To celebrate bumble bee month at A Rocha Ontario, let’s learn more about these amazing pollinators!

Why are bumble bees such effective pollinators? And other fun facts!  

  • The coats of bumble bees are especially furry, which allows their coats to easily pick up pollen and transfer it to other plants.
  • Bumble bees are among the first of the bee species to emerge in the year and are therefore very important pollinators of early and winter crops.
  • Bumble bees are able to figure out the shortest possible routes between flowers, flying in the most time-efficient way. Bees are the only known animals to have this uncanny ability.
  • About one mouthful in three in our diet directly or indirectly benefits from honey bee pollination.
  • Bees pollinate around one-sixth of all the flowering species worldwide and approximately 400 different agricultural types of plant.
  • Bumble bees are some of the most social creatures in the animal kingdom. Colonies of bees can contain between 50 and 500 individuals.
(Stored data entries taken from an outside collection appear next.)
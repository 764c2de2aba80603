use std::collections::BTreeMap;

use serde::{Deserialize, Serialize};

use super::{
    DescriptionError,
    fields::{Object, Section},
};

/// Upper bound on supercharger stages read from a compressor section.
pub const MAX_STAGES: usize = 6;

/// How an engine produces its output.
#[derive(Debug, Clone, Copy, PartialEq, Eq, Hash, Serialize, Deserialize)]
pub enum EngineKind {
    /// Inline piston engine.
    Inline,
    /// Radial piston engine.
    Radial,
    /// Turboprop, tabulated torque.
    TurboProp,
    /// Jet (or jet-like) engine, tabulated thrust.
    Jet,
    /// Rocket motor with constant thrust.
    Rocket,
    /// Anything else.
    Other,
}

impl EngineKind {
    fn from_type_name(name: Option<&str>) -> Self {
        match name {
            Some("Inline") => Self::Inline,
            Some("Radial") => Self::Radial,
            Some("TurboProp") => Self::TurboProp,
            Some("Rocket") => Self::Rocket,
            Some(other) if other.contains("Jet") || other.contains("Rocket") => Self::Jet,
            _ => Self::Other,
        }
    }

    #[must_use]
    pub fn is_piston(self) -> bool {
        matches!(self, Self::Inline | Self::Radial)
    }

    #[must_use]
    pub fn is_thrust(self) -> bool {
        matches!(self, Self::Jet | Self::Rocket)
    }
}

/// One numbered supercharger stage of a compressor.
///
/// Every field is optional: presence matters to the curve builder, which
/// distinguishes, say, "no constant-RPM breakpoint" from a breakpoint at 0 m.
/// The deck values come from the engine's `Main` section.
#[derive(Debug, Clone, Default, PartialEq)]
pub struct CompressorStage {
    pub index: usize,
    pub altitude: Option<f64>,
    pub power: Option<f64>,
    pub deck_altitude: Option<f64>,
    pub deck_power: Option<f64>,
    pub old_altitude: Option<f64>,
    pub old_power_new_rpm: Option<f64>,
    pub const_rpm_altitude: Option<f64>,
    pub const_rpm_power: Option<f64>,
    pub const_rpm_curvature: Option<f64>,
    pub ceiling: Option<f64>,
    pub power_at_ceiling: Option<f64>,
    pub afterburner_pressure_boost: Option<f64>,
    pub afterburner_boost_mul: Option<f64>,
}

/// The `Compressor` section of an engine.
#[derive(Debug, Clone, Default, PartialEq)]
pub struct CompressorSection {
    pub exact_altitudes: bool,
    pub speed_manifold_multiplier: Option<f64>,
    pub stages: Vec<CompressorStage>,
}

/// A `Mode{n}` entry pairing a throttle position with a thrust multiplier.
#[derive(Debug, Clone, Copy, PartialEq)]
pub struct ThrottleSetting {
    pub throttle: f64,
    pub thrust_mult: f64,
}

/// The sparse `ThrustMax` table of a jet or turboprop.
///
/// Breakpoints keep their field index; coefficients are keyed by
/// `(altitude index, velocity index)`.
#[derive(Debug, Clone, Default, PartialEq)]
pub struct ThrustMaxSection {
    pub base: Option<f64>,
    pub altitudes: Vec<(usize, f64)>,
    pub velocities: Vec<(usize, f64)>,
    pub thrust_coeffs: BTreeMap<(usize, usize), f64>,
    pub torque_coeffs: BTreeMap<(usize, usize), f64>,
    pub afterburner_coeffs: BTreeMap<(usize, usize), f64>,
}

/// The engine-wide `Main` section.
///
/// Manifold-pressure and RPM fields accept both the spellings found in
/// published flight models (`Military_MP`, `WEP_RPM`, ...) and the
/// shorthand used by processed data (`Mil_mp`, `WEP_rpm`, ...).
#[derive(Debug, Clone, Default, PartialEq)]
pub struct MainSection {
    pub type_name: Option<String>,
    pub power: Option<f64>,
    /// `Power0`, the deck power of the first stage.
    pub deck_power: Option<f64>,
    pub thrust: Option<f64>,
    pub afterburner_boost: Option<f64>,
    pub throttle_boost: Option<f64>,
    pub military_manifold_pressure: Option<f64>,
    pub wep_manifold_pressure: Option<f64>,
    pub octane_manifold_pressure: Option<f64>,
    pub military_rpm: Option<f64>,
    pub wep_rpm: Option<f64>,
    pub wep_rpm_effect_on_supercharger: Option<f64>,
    pub thrust_max: Option<ThrustMaxSection>,
    pub modes: Vec<ThrottleSetting>,
}

/// One engine (or engine type) of an aircraft.
#[derive(Debug, Clone, PartialEq)]
pub struct EngineDescription {
    pub kind: EngineKind,
    pub main: MainSection,
    pub compressor: Option<CompressorSection>,
    pub afterburner_controllable: bool,
    pub booster: bool,
    pub external: bool,
}

impl EngineDescription {
    /// A rocket flagged as a booster.
    #[must_use]
    pub fn is_rocket_booster(&self) -> bool {
        self.booster && self.kind == EngineKind::Rocket
    }

    /// A rocket booster mounted externally for take-off assistance.
    #[must_use]
    pub fn is_takeoff_booster(&self) -> bool {
        self.is_rocket_booster() && self.external
    }

    pub(crate) fn parse(section: Section<'_>) -> Result<Self, DescriptionError> {
        let empty = Object::new();
        let main_path = section.child_path("Main");
        let main_section = Section::new(&main_path, section.object("Main")?.unwrap_or(&empty));
        let main = MainSection::parse(main_section)?;

        let compressor_path = section.child_path("Compressor");
        let compressor = section
            .object("Compressor")?
            .map(|map| CompressorSection::parse(Section::new(&compressor_path, map), main_section))
            .transpose()?;

        let afterburner_path = section.child_path("Afterburner");
        let afterburner_controllable = match section.object("Afterburner")? {
            Some(map) => Section::new(&afterburner_path, map)
                .flag("IsControllable")?
                .unwrap_or(false),
            None => false,
        };

        Ok(Self {
            kind: EngineKind::from_type_name(main.type_name.as_deref()),
            main,
            compressor,
            afterburner_controllable,
            booster: section.flag("Booster")?.unwrap_or(false),
            external: section.flag("External")?.unwrap_or(false),
        })
    }

    /// Parses an engine, reading its supercharger from the top level when
    /// it has no `Compressor` section of its own.
    ///
    /// Flat descriptions keep `Compressor` and `Main` fields directly on the
    /// aircraft. Such an engine has no controllable afterburner. Jets,
    /// rockets and turboprops never fall back.
    pub(crate) fn parse_or_flat(
        section: Section<'_>,
        root: Section<'_>,
    ) -> Result<Self, DescriptionError> {
        let own = Self::parse(section)?;
        if own.compressor.is_some() {
            return Ok(own);
        }

        let main = MainSection::parse(root)?;
        let kind = match own.kind {
            EngineKind::Other => EngineKind::from_type_name(main.type_name.as_deref()),
            kind => kind,
        };
        if !kind.is_piston() {
            return Ok(own);
        }

        Ok(Self {
            kind,
            compressor: Some(CompressorSection::parse(root, root)?),
            main,
            afterburner_controllable: false,
            ..own
        })
    }
}

impl MainSection {
    fn parse(main: Section<'_>) -> Result<Self, DescriptionError> {
        let thrust_max_path = main.child_path("ThrustMax");
        let thrust_max = main
            .object("ThrustMax")?
            .map(|map| ThrustMaxSection::parse(Section::new(&thrust_max_path, map)))
            .transpose()?;

        let mut modes = Vec::new();
        for (_, key) in main.indexed_keys("Mode") {
            let path = main.child_path(key);
            let Some(map) = main.object(key)? else {
                continue;
            };
            let entry = Section::new(&path, map);
            if let (Some(throttle), Some(thrust_mult)) =
                (entry.number("Throttle")?, entry.number("ThrustMult")?)
            {
                modes.push(ThrottleSetting {
                    throttle,
                    thrust_mult,
                });
            }
        }

        Ok(Self {
            type_name: main.text("Type")?.map(str::to_owned),
            power: main.number("Power")?,
            deck_power: main.number("Power0")?,
            thrust: main.number("Thrust")?,
            afterburner_boost: main.number("AfterburnerBoost")?,
            throttle_boost: main.number("ThrottleBoost")?,
            military_manifold_pressure: either(main, "Mil_mp", "Military_MP")?,
            wep_manifold_pressure: either(main, "WEP_mp", "WEP_MP")?,
            octane_manifold_pressure: either(main, "Octane_mp", "Octane_MP")?,
            military_rpm: either(main, "Mil_rpm", "military_RPM")?,
            wep_rpm: either(main, "WEP_rpm", "WEP_RPM")?,
            wep_rpm_effect_on_supercharger: either(
                main,
                "WEP_mil_RPM_EffectOnSupercharger",
                "WEP-mil_RPM_EffectOnSupercharger",
            )?,
            thrust_max,
            modes,
        })
    }
}

fn either(section: Section<'_>, key: &str, alias: &str) -> Result<Option<f64>, DescriptionError> {
    match section.number(key)? {
        Some(value) => Ok(Some(value)),
        None => section.number(alias),
    }
}

impl CompressorSection {
    fn parse(compressor: Section<'_>, main: Section<'_>) -> Result<Self, DescriptionError> {
        let stage_count = (0..MAX_STAGES)
            .filter(|s| compressor.contains(&format!("Power{s}")))
            .max()
            .map_or(1, |s| s + 1);

        let stages = (0..stage_count)
            .map(|s| -> Result<CompressorStage, DescriptionError> {
                Ok(CompressorStage {
                    index: s,
                    altitude: compressor.number(&format!("Altitude{s}"))?,
                    power: compressor.number(&format!("Power{s}"))?,
                    deck_altitude: main.number(&format!("Deck_Altitude{s}"))?,
                    deck_power: main.number(&format!("Power{s}"))?,
                    old_altitude: compressor.number(&format!("Old_Altitude{s}"))?,
                    old_power_new_rpm: compressor.number(&format!("Old_Power_new_RPM{s}"))?,
                    const_rpm_altitude: compressor.number(&format!("AltitudeConstRPM{s}"))?,
                    const_rpm_power: compressor.number(&format!("PowerConstRPM{s}"))?,
                    const_rpm_curvature: compressor
                        .number(&format!("PowerConstRPMCurvature{s}"))?,
                    ceiling: compressor.number(&format!("Ceiling{s}"))?,
                    power_at_ceiling: compressor.number(&format!("PowerAtCeiling{s}"))?,
                    afterburner_pressure_boost: compressor
                        .number(&format!("AfterburnerPressureBoost{s}"))?,
                    afterburner_boost_mul: compressor
                        .number(&format!("AfterburnerBoostMul{s}"))?,
                })
            })
            .collect::<Result<_, _>>()?;

        Ok(Self {
            exact_altitudes: compressor.flag("ExactAltitudes")?.unwrap_or(false),
            speed_manifold_multiplier: compressor.number("SpeedManifoldMultiplier")?,
            stages,
        })
    }
}

impl ThrustMaxSection {
    fn parse(table: Section<'_>) -> Result<Self, DescriptionError> {
        let breakpoints = |prefix: &str| -> Result<Vec<(usize, f64)>, DescriptionError> {
            let mut points = Vec::new();
            for (index, key) in table.indexed_keys(prefix) {
                if let Some(value) = table.number(key)? {
                    points.push((index, value));
                }
            }
            Ok(points)
        };

        let mut section = Self {
            base: table.number("ThrustMax0")?,
            altitudes: breakpoints("Altitude_")?,
            velocities: breakpoints("Velocity_")?,
            ..Self::default()
        };

        for key in table.map.keys() {
            let (target, rest) = if let Some(rest) = key.strip_prefix("ThrustMaxCoeff_") {
                (&mut section.thrust_coeffs, rest)
            } else if let Some(rest) = key.strip_prefix("TorqueMaxCoeff_") {
                (&mut section.torque_coeffs, rest)
            } else if let Some(rest) = key.strip_prefix("ThrAftMaxCoeff_") {
                (&mut section.afterburner_coeffs, rest)
            } else {
                continue;
            };

            let Some(cell) = parse_cell(rest) else {
                continue;
            };
            if let Some(value) = table.number(key)? {
                target.insert(cell, value);
            }
        }

        Ok(section)
    }
}

fn parse_cell(suffix: &str) -> Option<(usize, usize)> {
    let (alt, vel) = suffix.split_once('_')?;
    Some((alt.parse().ok()?, vel.parse().ok()?))
}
What’s happening to the bees?

  • Several native bee species have recently rapidly declined. One example of the most extreme declines is the rusty-patched bumblebee. The rusty-patched bumble bee was formerly among the most common species across its range, but is now listed as Endangered and has not been observed in Canada since 2009. 
  • The yellow-banded bumblebee is listed under Special Concern, the western bumble bee is considered Threatened, and the parasitic gypsy cuckoo bumble bee is listed as Endangered. In 2018, the American bumble bee was designated under Special Concern, adding to Canada’s growing list of threatened bumble bees.  
  • There are a variety of reasons why bee populations are declining. Some causes include climate change, habitat destruction/fragmentation, increasing urbanization and development, pesticide use, lawn and garden practices, the presence of invasive species, and introduced diseases. 

What can we do?

By creating a garden of flowering plants, you can provide food and habitat for honey bees, bumble bees, solitary bees, butterflies and other pollinators.

1. Select single-top flowers like daisies and marigolds, rather than double flower tops such as double impatiens. Double-headed flowers produce much less nectar and make it much more difficult for bees to access pollen.

2. Plan for blooms season-round: This will provide bees and other pollinators with a constant source of food.  For example:

    • Crocus, hyacinth, borage, calendula, and wild lilac provide enticing spring blooms in a bee garden.
    • Bees feast on bee balm, cosmos, echinacea, snapdragons, foxglove, and hosta in the summer.
    • For fall, zinnias, sedum, asters, witch hazel, and goldenrod are late bloomers that will tempt foragers.

3. Build homes for native bees: leave a sunny patch of your garden uncultivated for native bees that burrow. Some native bees also need access to soil surface for nesting. For wood- and stem-nesting bees, this means piles of branches, bamboo sections, hollow reeds, or nesting blocks made out of untreated wood.

4. Avoid using herbicides or pesticides in your bee garden. Ladybugs, spiders, and praying mantises will naturally keep pest populations in check.

5. Create a “bee bath”: bees need a place to get fresh, clean water. Fill a shallow container of water with pebbles or twigs for the bees to land on while drinking.

6. Live in a home without a garden? Design a window container or balcony garden as an inviting oasis for bees. Every little bit can help to nurture bees and other pollinators.